Making use of standing sets left over from ANNE OF THE THOUSAND DAYS (1969), COUNTESS DRACULA looks open and rich and, especially via this upgraded release, as if it were filmed yesterday… all of which makes it so nice to come home to. Synapse has ported over the Ingrid Pitt-Peter Sasdy-(screenwriter) Jeremy Paul audio commentary from the earlier MGM Midnight Movies release but sweetened the deal with the addition of the 10 minute featurette “Immortal Countess: The Cinematic Life of Ingrid Pitt.” Produced by Daniel Griffiths’ Ballyhoo Motion Pictures, the bonus is a pleasant testimonial to Pitt’s screen presence and features thoughtful commentary by Hammer experts Ted Newsom and Richard Klemensen, actor Mark Redfield, and Pitt biographer Robert Michael Cotter.
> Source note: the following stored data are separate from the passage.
use std::env::var;

/// Default election config location when neither the argument nor the environment name one
pub const DEFAULT_CONFIG_PATH: &str = "./election.json";

pub struct Config {
    pub config_path: String,
}

impl Config {
    pub fn from_env() -> Self {
        let config_path = match var("BLINDVOTE_CONFIG") {
            Ok(val) => crate::expand(&val),
            Err(_e) => DEFAULT_CONFIG_PATH.to_owned(),
        };

        Config { config_path }
    }
}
Also included is a 2nd generation audio interview with Pitt while the actress was promoting the action film WHO DARES WINS (aka THE FINAL OPTION, 1982 — worth seeing, by the way, for boasting Pitt’s scariest character) and a stills gallery. Always up to going the extra mile for the fans, Synapse also offers a reversible insert for the keepcase, giving consumers the choice of original artwork both safe and not safe for work. Recommended.